简体繁体中英

How can I stop an active query on a postgres coordinator when the worker node has crashed

原文 2022-12-22 21:14:06 6 1 postgresql/ distributed/ kill/ citus

I have a postgres select query that can not be stopped using the standard pg_cancel/pg_terminate commands. Both commands return true, but do nothing. The query has access share locks on hundreds of tables, making it impossible for our ETL's to create new partitions. Query is listed as active but we believe is simply waiting for a response from the worker node which will never be sent.

The database can not be brought down due to the nature of data ingestion. We do not have the ability to use TCP Spoofing to send a signal to the Coordinator as that has been blocked at the o/s level.

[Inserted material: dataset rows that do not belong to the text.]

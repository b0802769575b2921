//! Typed errors at component seams.
//!
//! Command-level code works in `anyhow::Result`; these enums are what the
//! components hand back so callers can decide what is recoverable.
//! Per-tier remediation failures and action failures are not errors at all:
//! they are encoded in the result types of [`crate::remediation`] and
//! [`crate::runbook`].

use thiserror::Error;

/// A malformed configuration or runbook source.
///
/// Always recoverable for runbooks: the engine falls back to an empty set.
#[derive(Debug, Error)]
pub enum ConfigError {
    #[error("failed to read {path}: {message}")]
    Read { path: String, message: String },

    #[error("failed to parse {path}: {message}")]
    Parse { path: String, message: String },

    #[error("duplicate runbook name: \"{name}\"")]
    DuplicateRunbook { name: String },
}

/// Errors from the incident vector store.
#[derive(Debug, Error)]
pub enum MemoryError {
    /// The embedder was unavailable or returned unusable output.
    #[error("embedding failed: {0}")]
    Embedding(String),

    /// A persisted artifact is unreadable, corrupt, or inconsistent.
    #[error("incident store artifact {path} is unusable: {message}")]
    Persistence { path: String, message: String },

    #[error("embedding has {actual} dimensions, store expects {expected}")]
    Dimension { expected: usize, actual: usize },

    #[error("add_batch called with {texts} texts but {metadata} metadata entries")]
    BatchLength { texts: usize, metadata: usize },
}

impl MemoryError {
    pub(crate) fn persistence(path: &std::path::Path, message: impl std::fmt::Display) -> Self {
        MemoryError::Persistence {
            path: path.display().to_string(),
            message: message.to_string(),
        }
    }
}

/// The planner produced no usable plan. Zero tools are run.
#[derive(Debug, Error, Clone, PartialEq)]
pub enum PlanningFailure {
    #[error("planner could not generate a response: {0}")]
    Generation(String),

    #[error("planner response is not valid JSON: {0}")]
    Parse(String),

    #[error("planner response is missing required keys (goal, tools, reasoning)")]
    MissingKeys,
}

System details: Linux: Red Hat Enterprise Linux Server 7.4 (Maipo) Pg: 10.6 citus: 8.1.1

pg_stat_activity for query in question pgStat_activity

Our team has done the following:

select pg_cancel_backend(30334);
select pg_terminate_backend(30334);

At linux command prompt: kill 30334

Both queries return TRUE, the command line does nothing and the session persists Even if we were to attempt to stop the postgres database, we are afraid the system might wait on the query to finish.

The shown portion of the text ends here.